Activity » An exact reproduction of all the entries is what the answer must contain.

Available records »
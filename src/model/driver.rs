use std::fmt;

use serde::{Deserialize, Serialize};

/// Identifies the provider a [`Client`](crate::Client) talks to.
///
/// Set once at construction and never changed.
#[derive(Debug, Clone, Copy, Default, PartialEq, Eq, Hash, Serialize, Deserialize)]
#[serde(rename_all = "lowercase")]
pub enum Driver {
    /// Unset or unrecognized provider.
    #[default]
    Unknown,
    /// GitHub and GitHub Enterprise.
    Github,
    /// GitLab.
    Gitlab,
    /// Gitea.
    Gitea,
    /// Gogs.
    Gogs,
    /// Bitbucket Cloud.
    Bitbucket,
    /// Bitbucket Server (Stash).
    Stash,
    /// Azure DevOps.
    Azure,
}

impl Driver {
    /// Returns the lowercase provider name.
    #[must_use]
    pub const fn as_str(self) -> &'static str {
        match self {
            Self::Unknown => "unknown",
            Self::Github => "github",
            Self::Gitlab => "gitlab",
            Self::Gitea => "gitea",
            Self::Gogs => "gogs",
            Self::Bitbucket => "bitbucket",
            Self::Stash => "stash",
            Self::Azure => "azure",
        }
    }
}

impl fmt::Display for Driver {
    fn fmt(&self, f: &mut fmt::Formatter<'_>) -> fmt::Result {
        f.write_str(self.as_str())
    }
}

Answer for the task »
filename src/model/driver.rs
use std::fmt;

use serde::{Deserialize, Serialize};

/// Identifies the provider a [`Client`](crate::Client) talks to.
///
/// Set once at construction and never changed.
#[derive(Debug, Clone, Copy, Default, PartialEq, Eq, Hash, Serialize, Deserialize)]
#[serde(rename_all = "lowercase")]
pub enum Driver {
    /// Unset or unrecognized provider.
    #[default]
    Unknown,
    /// GitHub and GitHub Enterprise.
    Github,
    /// GitLab.
    Gitlab,
    /// Gitea.
    Gitea,
    /// Gogs.
    Gogs,
    /// Bitbucket Cloud.
    Bitbucket,
    /// Bitbucket Server (Stash).
    Stash,
    /// Azure DevOps.
    Azure,
}

impl Driver {
    /// Returns the lowercase provider name.
    #[must_use]
    pub const fn as_str(self) -> &'static str {
        match self {
            Self::Unknown => "unknown",
            Self::Github => "github",
            Self::Gitlab => "gitlab",
            Self::Gitea => "gitea",
            Self::Gogs => "gogs",
            Self::Bitbucket => "bitbucket",
            Self::Stash => "stash",
            Self::Azure => "azure",
        }
    }
}

impl fmt::Display for Driver {
    fn fmt(&self, f: &mut fmt::Formatter<'_>) -> fmt::Result {
        f.write_str(self.as_str())
    }
}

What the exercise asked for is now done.